All the Bars

We join the Cleveland Bar Experiment for a night, downing cheap beer and free tequila only to discover that there's always another drink on the path to visiting every bar in Cleveland

#CLEBAREXP stands for The Cleveland Bar Experiment, not experience. But it is an experience. It is multiple experiences. These experiences are many and mostly liquid.

The experimenting started in May last year. It was just one Thursday night for a few pals in Ohio City. And then it became a second Thursday night. Instead of going to the same old haunts, they decided to mix it up. And then the mixing it up became the game, the experiment. Every bar in the city. No repeats allowed.

No game plan. No girls. Just beer.

Drinking at every bar in Cleveland means drinking at some 464 bars, according to the Experiment's unofficial reports. They've been to 110 so far. They've got years to go. It's another Thursday, so they're off again.

Tonight, Scene's along for the ride...

8:43 p.m. Having emerged from an Americab minivan we stand in an anticipatory clump outside Erie Tavern near East 55th and St. Clair. Erie is a small corner bar with one of those conical spires, vaguely Motherlandish.

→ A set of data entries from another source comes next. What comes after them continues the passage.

//! Selector cascades, one per element role. Order is priority: specific and
//! semantic selectors first, generic fallbacks last.

use std::fmt;

#[derive(Debug, Clone, Copy, PartialEq, Eq, Hash)]
pub enum ElementRole {
    Input,
    SendButton,
    CloseButton,
    ModelDropdown,
    ModelOption,
}

impl ElementRole {
    pub fn cascade(self) -> &'static [&'static str] {
        match self {
            Self::Input => INPUT_SELECTORS,
            Self::SendButton => SEND_BUTTON_SELECTORS,
            Self::CloseButton => CLOSE_BUTTON_SELECTORS,
            Self::ModelDropdown => MODEL_DROPDOWN_SELECTORS,
            Self::ModelOption => MODEL_OPTION_SELECTORS,
        }
    }

    /// Click targets must also be visible to count as a match.
    pub fn is_click_target(self) -> bool {
        !matches!(self, Self::Input)
    }

    /// Missing elements of a critical role abort the query.
    pub fn is_critical(self) -> bool {
        matches!(self, Self::Input)
    }
}

impl fmt::Display for ElementRole {
    fn fmt(&self, f: &mut fmt::Formatter<'_>) -> fmt::Result {
        f.write_str(match self {
            Self::Input => "prompt input",
            Self::SendButton => "send button",
            Self::CloseButton => "close overlay",
            Self::ModelDropdown => "model selector",
            Self::ModelOption => "model option",
        })
    }
}

const INPUT_SELECTORS: &[&str] = &[
    "textarea[aria-label='Type something or tab to choose an example prompt']",
    "textarea[aria-label*='prompt' i]",
    "ms-prompt-input-wrapper textarea",
    "ms-autosize-textarea textarea",
    "textarea[placeholder*='Type' i]",
    "div[contenteditable='true']",
    "textarea",
];

const SEND_BUTTON_SELECTORS: &[&str] = &[
    "button[aria-label='Run']",
    "run-button button",
    "button.run-button",
    "button[aria-label*='Send' i]",
    "button[type='submit']",
];

const CLOSE_BUTTON_SELECTORS: &[&str] = &[
    "button[aria-label='Close']",
    "button[aria-label*='close' i]",
    "button[aria-label*='dismiss' i]",
    "mat-dialog-container button[mat-dialog-close]",
    ".cdk-overlay-container button.close-button",
];

const MODEL_DROPDOWN_SELECTORS: &[&str] = &[
    "ms-model-selector mat-select",
    "ms-model-selector button",
    "mat-select[aria-label*='model' i]",
    "[data-test-id='model-selector']",
    "button[aria-label*='model' i]",
];

const MODEL_OPTION_SELECTORS: &[&str] = &[
    "mat-option",
    ".mat-mdc-option",
    "ms-model-option",
    "[role='option']",
];

/// Response containers, most specific first. The first entry holds the answer
/// split across several chunks that must be joined in document order.
pub const RESPONSE_SELECTORS: &[ResponseSelector] = &[
    ResponseSelector {
        selector: "ms-chat-turn[data-turn-role='Model'] ms-text-chunk",
        primary_chunk: true,
    },
    ResponseSelector {
        selector: ".model-response-text",
        primary_chunk: false,
    },
    ResponseSelector {
        selector: "ms-chat-turn .turn-content",
        primary_chunk: false,
    },
    ResponseSelector {
        selector: "[data-turn-role='Model']",
        primary_chunk: false,
    },
    ResponseSelector {
        selector: ".response-container",
        primary_chunk: false,
    },
];

#[derive(Debug, Clone, Copy)]
pub struct ResponseSelector {
    pub selector: &'static str,
    pub primary_chunk: bool,
}

/// Text the page shows while a response is being generated.
pub const BUSY_MARKER: &str = "Running...";
use crate::domain::model::UserProfile;

/// 依照家庭資料組出送給生成服務的 prompt
pub fn build_prompt(profile: &UserProfile) -> String {
    let children = flagged(profile.has_children, "Yes, ages: ", &profile.children_ages);
    let pets = flagged(profile.has_pets, "Yes, types: ", &profile.pet_types);
    let special_needs = flagged(profile.has_special_needs, "Yes: ", &profile.special_needs);

    let lines = [
        "Create a personalized hurricane emergency supply list for a family with the following details:".to_string(),
        format!("- Family size: {} people", profile.family_size.trim()),
        format!("- Children: {}", children),
        format!("- Pets: {}", pets),
        format!("- Special needs: {}", special_needs),
        format!("- Budget: {}", profile.budget_range.trim()),
        format!("- Storage space: {}", profile.storage_space.trim()),
        format!("- Additional info: {}", profile.additional_info.trim()),
        String::new(),
        "Please provide a detailed supply list with specific quantities and considerations for this family. \
         Format as a numbered list with clear categories."
            .to_string(),
    ];

    lines.join("\n")
}

fn flagged(enabled: bool, prefix: &str, detail: &str) -> String {
    if enabled {
        format!("{}{}", prefix, detail.trim())
    } else {
        "No".to_string()
    }
}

We number three from Scene. We are here to meet the gang, the CLEBAREXP experimentalists themselves, and here they come now tumbling out of RedKiaSUV, on which the chrome absolutely gleams, looking hale and rosy-cheeked.

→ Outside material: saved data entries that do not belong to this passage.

use crate::core::export::DEFAULT_FILENAME;
use crate::core::extractor::ExtractionRules;
use crate::core::{ConfigProvider, UserProfile};
use crate::utils::error::{Result, SupplyError};
use crate::utils::validation::{self, Validate};
use regex::Regex;
use serde::{Deserialize, Serialize};
use std::collections::HashMap;
use std::path::Path;
use std::sync::LazyLock;

static ENV_VAR_PATTERN: LazyLock<Regex> =
    LazyLock::new(|| Regex::new(r"\$\{([^}]+)\}").expect("env var pattern"));

#[derive(Debug, Clone, Serialize, Deserialize)]
pub struct TomlConfig {
    pub service: ServiceConfig,
    #[serde(default)]
    pub profile: UserProfile,
    #[serde(default)]
    pub extraction: ExtractionRules,
    pub output: OutputConfig,
    pub logging: Option<LoggingConfig>,
}

#[derive(Debug, Clone, Serialize, Deserialize)]
pub struct ServiceConfig {
    pub endpoint: String,
    pub timeout_seconds: Option<u64>,
    pub headers: Option<HashMap<String, String>>,
}

#[derive(Debug, Clone, Serialize, Deserialize)]
pub struct OutputConfig {
    pub output_path: String,
    pub filename: Option<String>,
}

#[derive(Debug, Clone, Serialize, Deserialize)]
pub struct LoggingConfig {
    pub json: Option<bool>,
}

impl TomlConfig {
    /// 從 TOML 檔案載入配置
    pub fn from_file<P: AsRef<Path>>(path: P) -> Result<Self> {
        let content = std::fs::read_to_string(&path).map_err(SupplyError::IoError)?;
        Self::from_toml_str(&content)
    }

    /// 從 TOML 字串解析配置
    pub fn from_toml_str(content: &str) -> Result<Self> {
        let processed_content = Self::substitute_env_vars(content);

        toml::from_str(&processed_content).map_err(|e| SupplyError::ConfigValidationError {
            field: "toml_parsing".to_string(),
            message: format!("TOML parsing error: {}", e),
        })
    }

    /// 替換環境變數 (例如 ${SUPABASE_ANON_KEY})，找不到的保留原樣
    fn substitute_env_vars(content: &str) -> String {
        ENV_VAR_PATTERN
            .replace_all(content, |caps: &regex::Captures| {
                let var_name = &caps[1];
                std::env::var(var_name).unwrap_or_else(|_| format!("${{{}}}", var_name))
            })
            .into_owned()
    }

    /// 驗證配置的合理性
    pub fn validate_config(&self) -> Result<()> {
        validation::validate_url("service.endpoint", &self.service.endpoint)?;

        if let Some(timeout) = self.service.timeout_seconds {
            validation::validate_positive_number("service.timeout_seconds", timeout as usize, 1)?;
        }

        validation::validate_path("output.output_path", &self.output.output_path)?;
        if let Some(filename) = &self.output.filename {
            validation::validate_non_empty_string("output.filename", filename)?;
        }

        validation::validate_family_size("profile.family_size", &self.profile.family_size)?;

        self.validate_extraction_rules()
    }

    fn validate_extraction_rules(&self) -> Result<()> {
        let rules = &self.extraction;

        validation::validate_positive_number("extraction.min_item_chars", rules.min_item_chars, 1)?;
        validation::validate_range(
            "extraction.max_item_chars",
            rules.max_item_chars,
            rules.min_item_chars,
            rules.prose_threshold,
        )?;
        validation::validate_positive_number("extraction.header_max_chars", rules.header_max_chars, 1)?;
        validation::validate_positive_number(
            "extraction.sentence_tier_cap",
            rules.sentence_tier_cap,
            1,
        )?;

        if rules.noise_phrases.iter().any(|p| p.trim().is_empty()) {
            return Err(SupplyError::InvalidConfigValueError {
                field: "extraction.noise_phrases".to_string(),
                value: format!("{:?}", rules.noise_phrases),
                reason: "Noise phrases cannot be blank".to_string(),
            });
        }

        Ok(())
    }

    pub fn json_logging(&self) -> bool {
        self.logging
            .as_ref()
            .and_then(|l| l.json)
            .unwrap_or(false)
    }
}

impl ConfigProvider for TomlConfig {
    fn endpoint(&self) -> &str {
        &self.service.endpoint
    }

    fn headers(&self) -> HashMap<String, String> {
        self.service.headers.clone().unwrap_or_default()
    }

    fn timeout_seconds(&self) -> u64 {
        self.service.timeout_seconds.unwrap_or(60)
    }

    fn output_path(&self) -> &str {
        &self.output.output_path
    }

    fn output_filename(&self) -> &str {
        self.output.filename.as_deref().unwrap_or(DEFAULT_FILENAME)
    }

    fn extraction_rules(&self) -> ExtractionRules {
        self.extraction.clone()
    }
}

impl Validate for TomlConfig {
    fn validate(&self) -> Result<()> {
        self.validate_config()
    }
}
use crate::core::export::DEFAULT_FILENAME;
use crate::core::extractor::ExtractionRules;
use crate::core::{ConfigProvider, UserProfile};
use crate::utils::error::{Result, SupplyError};
use crate::utils::validation::{self, Validate};
use clap::Parser;
use std::collections::HashMap;

#[derive(Debug, Clone, Parser)]
#[command(name = "hurricane-supply")]
#[command(about = "Generate a personalized hurricane supply list")]
pub struct CliConfig {
    #[arg(long, default_value = "http://localhost:54321/functions/v1/generate-supply-list")]
    pub endpoint: String,

    #[arg(long = "header", help = "Extra request header as 'Name: value' (repeatable)")]
    pub headers: Vec<String>,

    #[arg(long, default_value = "60")]
    pub timeout_seconds: u64,

    #[arg(long, default_value = "./output")]
    pub output_path: String,

    #[arg(long, default_value = DEFAULT_FILENAME)]
    pub output_filename: String,

    #[arg(long, help = "Number of people in the household")]
    pub family_size: String,

    #[arg(long, help = "Children's ages, e.g. \"2, 8, 15\"")]
    pub children_ages: Option<String>,

    #[arg(long, help = "Pet types and sizes, e.g. \"2 medium dogs, 1 cat\"")]
    pub pet_types: Option<String>,

    #[arg(long, help = "Medications, medical equipment, dietary restrictions")]
    pub special_needs: Option<String>,

    #[arg(long, default_value = "")]
    pub notes: String,

    #[arg(long, default_value = "moderate")]
    pub budget: String,

    #[arg(long, default_value = "average")]
    pub storage_space: String,

    #[arg(long, help = "Extract from previously generated text instead of calling the service")]
    pub raw_file: Option<String>,

    #[arg(long, help = "Enable verbose output")]
    pub verbose: bool,
}

impl CliConfig {
    pub fn profile(&self) -> UserProfile {
        UserProfile {
            family_size: self.family_size.trim().to_string(),
            has_children: self.children_ages.is_some(),
            children_ages: self.children_ages.clone().unwrap_or_default(),
            has_pets: self.pet_types.is_some(),
            pet_types: self.pet_types.clone().unwrap_or_default(),
            has_special_needs: self.special_needs.is_some(),
            special_needs: self.special_needs.clone().unwrap_or_default(),
            budget_range: self.budget.clone(),
            storage_space: self.storage_space.clone(),
            additional_info: self.notes.clone(),
        }
    }
}

/// 解析 "Name: value" 格式的 header
pub fn parse_header(raw: &str) -> Result<(String, String)> {
    match raw.split_once(':') {
        Some((name, value)) if !name.trim().is_empty() => {
            Ok((name.trim().to_string(), value.trim().to_string()))
        }
        _ => Err(SupplyError::InvalidConfigValueError {
            field: "header".to_string(),
            value: raw.to_string(),
            reason: "Expected 'Name: value'".to_string(),
        }),
    }
}

impl ConfigProvider for CliConfig {
    fn endpoint(&self) -> &str {
        &self.endpoint
    }

    fn headers(&self) -> HashMap<String, String> {
        self.headers
            .iter()
            .filter_map(|raw| parse_header(raw).ok())
            .collect()
    }

    fn timeout_seconds(&self) -> u64 {
        self.timeout_seconds
    }

    fn output_path(&self) -> &str {
        &self.output_path
    }

    fn output_filename(&self) -> &str {
        &self.output_filename
    }

    fn extraction_rules(&self) -> ExtractionRules {
        ExtractionRules::default()
    }
}

impl Validate for CliConfig {
    fn validate(&self) -> Result<()> {
        // 離線模式不需要連線設定
        if self.raw_file.is_none() {
            validation::validate_url("endpoint", &self.endpoint)?;
            validation::validate_positive_number(
                "timeout_seconds",
                self.timeout_seconds as usize,
                1,
            )?;
            for header in &self.headers {
                parse_header(header)?;
            }
        }

        validation::validate_path("output_path", &self.output_path)?;
        validation::validate_non_empty_string("output_filename", &self.output_filename)?;
        validation::validate_family_size("family_size", &self.family_size)?;

        Ok(())
    }
}

#[cfg(test)]
mod tests {
    use super::*;

    fn parse(args: &[&str]) -> CliConfig {
        let mut argv = vec!["hurricane-supply"];
        argv.extend_from_slice(args);
        CliConfig::parse_from(argv)
    }

    #[test]
    fn test_profile_from_flags() {
        let config = parse(&[
            "--family-size",
            "4",
            "--children-ages",
            "2, 8",
            "--pet-types",
            "1 cat",
        ]);

        let profile = config.profile();

        assert_eq!(profile.family_size, "4");
        assert!(profile.has_children);
        assert_eq!(profile.children_ages, "2, 8");
        assert!(profile.has_pets);
        assert!(!profile.has_special_needs);
        assert_eq!(profile.budget_range, "moderate");
    }

    #[test]
    fn test_headers_are_parsed() {
        let config = parse(&[
            "--family-size",
            "2",
            "--header",
            "Authorization: Bearer abc",
            "--header",
            "apikey:xyz",
        ]);

        let headers = config.headers();

        assert_eq!(headers.get("Authorization").map(String::as_str), Some("Bearer abc"));
        assert_eq!(headers.get("apikey").map(String::as_str), Some("xyz"));
        assert!(config.validate().is_ok());
    }

    #[test]
    fn test_validation_rejects_bad_input() {
        assert!(parse(&["--family-size", "0"]).validate().is_err());
        assert!(parse(&["--family-size", "3", "--header", "no-colon"]).validate().is_err());
        assert!(parse(&["--family-size", "3", "--endpoint", "not a url"]).validate().is_err());
    }

    #[test]
    fn test_offline_mode_skips_endpoint_validation() {
        let config = parse(&[
            "--family-size",
            "3",
            "--endpoint",
            "not a url",
            "--raw-file",
            "saved.txt",
        ]);

        assert!(config.validate().is_ok());
    }
}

They are likewise three strong. Here is Man 1, Pat Cornely, gray sweater-vest over white turtleneck. White high-top Chucks and a faded OSU cap. He is a patent attorney and he is happy to see us. He is one of the core. Also Damon Taseff, Man 2, in OU ballcap and Patagonia jacket which looks comfy comfy comfy. Also, Joe Boyd, DD (a necessary blessing in such an endeavor), Man 3. These men are from Ohio City and do things like babysit each other's kids.

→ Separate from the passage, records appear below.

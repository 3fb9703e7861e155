use crate::utils::error::{Result, SupplyError};
use url::Url;

pub trait Validate {
    fn validate(&self) -> Result<()>;
}

pub fn validate_url(field_name: &str, url_str: &str) -> Result<()> {
    if url_str.is_empty() {
        return Err(SupplyError::InvalidConfigValueError {
            field: field_name.to_string(),
            value: url_str.to_string(),
            reason: "URL cannot be empty".to_string(),
        });
    }

    match Url::parse(url_str) {
        Ok(url) => match url.scheme() {
            "http" | "https" => Ok(()),
            scheme => Err(SupplyError::InvalidConfigValueError {
                field: field_name.to_string(),
                value: url_str.to_string(),
                reason: format!("Unsupported URL scheme: {}", scheme),
            }),
        },
        Err(e) => Err(SupplyError::InvalidConfigValueError {
            field: field_name.to_string(),
            value: url_str.to_string(),
            reason: format!("Invalid URL format: {}", e),
        }),
    }
}

pub fn validate_path(field_name: &str, path: &str) -> Result<()> {
    if path.is_empty() {
        return Err(SupplyError::InvalidConfigValueError {
            field: field_name.to_string(),
            value: path.to_string(),
            reason: "Path cannot be empty".to_string(),
        });
    }

    if path.contains('\0') {
        return Err(SupplyError::InvalidConfigValueError {
            field: field_name.to_string(),
            value: path.to_string(),
            reason: "Path contains null bytes".to_string(),
        });
    }

    Ok(())
}

pub fn validate_positive_number(field_name: &str, value: usize, min_value: usize) -> Result<()> {
    if value < min_value {
        return Err(SupplyError::InvalidConfigValueError {
            field: field_name.to_string(),
            value: value.to_string(),
            reason: format!("Value must be at least {}", min_value),
        });
    }
    Ok(())
}

pub fn validate_non_empty_string(field_name: &str, value: &str) -> Result<()> {
    if value.trim().is_empty() {
        return Err(SupplyError::InvalidConfigValueError {
            field: field_name.to_string(),
            value: value.to_string(),
            reason: "Value cannot be empty or whitespace-only".to_string(),
        });
    }
    Ok(())
}

pub fn validate_range<T: PartialOrd + std::fmt::Display + Copy>(
    field_name: &str,
    value: T,
    min: T,
    max: T,
) -> Result<()> {
    if value < min || value > max {
        return Err(SupplyError::InvalidConfigValueError {
            field: field_name.to_string(),
            value: value.to_string(),
            reason: format!("Value must be between {} and {}", min, max),
        });
    }
    Ok(())
}

/// 家庭人數：必填，且必須是正整數
pub fn validate_family_size(field_name: &str, value: &str) -> Result<()> {
    let trimmed = value.trim();
    if trimmed.is_empty() {
        return Err(SupplyError::ValidationError {
            message: format!("{} is required", field_name),
        });
    }

    match trimmed.parse::<u32>() {
        Ok(n) if n > 0 => Ok(()),
        _ => Err(SupplyError::InvalidConfigValueError {
            field: field_name.to_string(),
            value: value.to_string(),
            reason: "Family size must be a positive whole number".to_string(),
        }),
    }
}
use serde::{Deserialize, Serialize};
use std::fmt;

/// Family details captured at generation time.
///
/// Free-text fields are kept exactly as typed; they feed both the prompt and
/// the echoed-input filter of the extractor.
#[derive(Debug, Clone, PartialEq, Eq, Serialize, Deserialize)]
#[serde(default)]
pub struct UserProfile {
    pub family_size: String,
    pub has_children: bool,
    pub children_ages: String,
    pub has_pets: bool,
    pub pet_types: String,
    pub has_special_needs: bool,
    pub special_needs: String,
    pub budget_range: String,
    pub storage_space: String,
    pub additional_info: String,
}

impl Default for UserProfile {
    fn default() -> Self {
        Self {
            family_size: String::new(),
            has_children: false,
            children_ages: String::new(),
            has_pets: false,
            pet_types: String::new(),
            has_special_needs: false,
            special_needs: String::new(),
            budget_range: "moderate".to_string(),
            storage_space: "average".to_string(),
            additional_info: String::new(),
        }
    }
}

impl UserProfile {
    /// Profile text the generation service may echo back as a bogus item.
    ///
    /// Flagged fields only contribute when their flag is set, matching what
    /// actually went into the prompt. Blank values are skipped.
    pub fn echo_fields(&self) -> Vec<&str> {
        let candidates = [
            (true, self.family_size.as_str()),
            (self.has_children, self.children_ages.as_str()),
            (self.has_pets, self.pet_types.as_str()),
            (self.has_special_needs, self.special_needs.as_str()),
        ];

        candidates
            .into_iter()
            .filter(|(enabled, _)| *enabled)
            .map(|(_, value)| value.trim())
            .filter(|value| !value.is_empty())
            .collect()
    }
}

/// Which fallback strategy produced an extraction.
#[derive(Debug, Clone, Copy, PartialEq, Eq, Serialize, Deserialize)]
#[serde(rename_all = "snake_case")]
pub enum ListTier {
    Numbered,
    Bulleted,
    Sentence,
}

impl fmt::Display for ListTier {
    fn fmt(&self, f: &mut fmt::Formatter<'_>) -> fmt::Result {
        match self {
            ListTier::Numbered => write!(f, "numbered list"),
            ListTier::Bulleted => write!(f, "bulleted list"),
            ListTier::Sentence => write!(f, "capitalized sentences"),
        }
    }
}

#[derive(Debug, Clone, PartialEq, Eq, Serialize)]
pub struct ExtractionResult {
    pub items: Vec<String>,
    /// Raw generated text, kept so callers can display it when `items` is empty.
    pub text: String,
    pub tier: Option<ListTier>,
}

impl ExtractionResult {
    pub fn has_items(&self) -> bool {
        !self.items.is_empty()
    }
}

#[derive(Debug, Clone)]
pub struct RunReport {
    pub result: ExtractionResult,
    pub output_path: String,
}
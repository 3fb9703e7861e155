use crate::core::extractor::ExtractionRules;
use crate::domain::model::{ExtractionResult, UserProfile};
use crate::utils::error::Result;
use async_trait::async_trait;
use std::collections::HashMap;

pub trait Storage: Send + Sync {
    fn write_file(
        &self,
        path: &str,
        data: &[u8],
    ) -> impl std::future::Future<Output = Result<()>> + Send;
}

pub trait ConfigProvider: Send + Sync {
    fn endpoint(&self) -> &str;
    fn headers(&self) -> HashMap<String, String>;
    fn timeout_seconds(&self) -> u64;
    fn output_path(&self) -> &str;
    fn output_filename(&self) -> &str;
    fn extraction_rules(&self) -> ExtractionRules;
}

/// Text-generation boundary: prompt in, free-form text out.
#[async_trait]
pub trait TextGenerator: Send + Sync {
    async fn generate(&self, prompt: &str) -> Result<String>;
}

#[async_trait]
pub trait Pipeline: Send + Sync {
    async fn generate(&self, profile: &UserProfile) -> Result<String>;
    fn extract(&self, raw: &str, profile: &UserProfile) -> ExtractionResult;
    async fn load(&self, profile: &UserProfile, result: &ExtractionResult) -> Result<String>;
}
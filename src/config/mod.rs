pub mod cli;
pub mod toml_config;

#[cfg(feature = "cli")]
mod args;

#[cfg(feature = "cli")]
pub use args::{parse_header, CliConfig};
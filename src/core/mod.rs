pub mod engine;
pub mod export;
pub mod extractor;
pub mod generator;
pub mod pipeline;
pub mod prompt;

pub use crate::domain::model::{ExtractionResult, ListTier, RunReport, UserProfile};
pub use crate::domain::ports::{ConfigProvider, Pipeline, Storage, TextGenerator};
pub use crate::utils::error::Result;
use crate::core::Storage;
use crate::utils::error::Result;
use std::fs;
use std::path::Path;

#[derive(Debug, Clone)]
pub struct LocalStorage {
    base_path: String,
}

impl LocalStorage {
    pub fn new(base_path: String) -> Self {
        Self { base_path }
    }
}

impl Storage for LocalStorage {
    async fn write_file(&self, path: &str, data: &[u8]) -> Result<()> {
        let full_path = Path::new(&self.base_path).join(path);

        if let Some(parent) = full_path.parent() {
            fs::create_dir_all(parent)?;
        }

        fs::write(&full_path, data)?;
        tracing::debug!("Wrote {} bytes to {}", data.len(), full_path.display());
        Ok(())
    }
}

But no time for pleasantries because we are denied at first go at the Erie Tavern.

Denied?

DENIED. Not once but twice. Denied! And it gets worse. Erie looks eerie but also (for the task at hand) open — through windows, we see a woman go to work on bag of potato chips and the surly tender of bar tends bar — but they say no. Closed. "We're closed," is the quote reported to us.

We are not regulars, clearly, nor locals, obviously.

And so we cram into RedKiaSUV and onward we go toward bar No. 2, because we shan't be deterred. It's actually bar No. 3 — Sterle's Slovenian home was No. 1, "but they close at 8 on Thursday for some reason," says Pat en route to Mitzi Jerman's, down St. Clair, where we are denied again. TVs visibly on in windows, but door is locked. These are not auspicious beginnings.

(We later learn that we may have only had to ring the bell to gain entry at Mitzi's — one of the little quirks about each place you don't know until you go there but will never forget, like a secret password to get in or something — but for the moment):

"I need a beer," says Damon and he means on the double. Good thing right down the street we've got The Union Club, into which we happily stroll and the official experiences, such as they are, begin.

9:09 p.m., Union Club, 2549 St. Clair Ave. Pat keeps saying Lopresti's Union Club, and it's hard to tell if that's part of the name or something else. This wasn't even on the list tonight but Pat assures us that the Cleveland Bar Experiment is beholden to no itinerary.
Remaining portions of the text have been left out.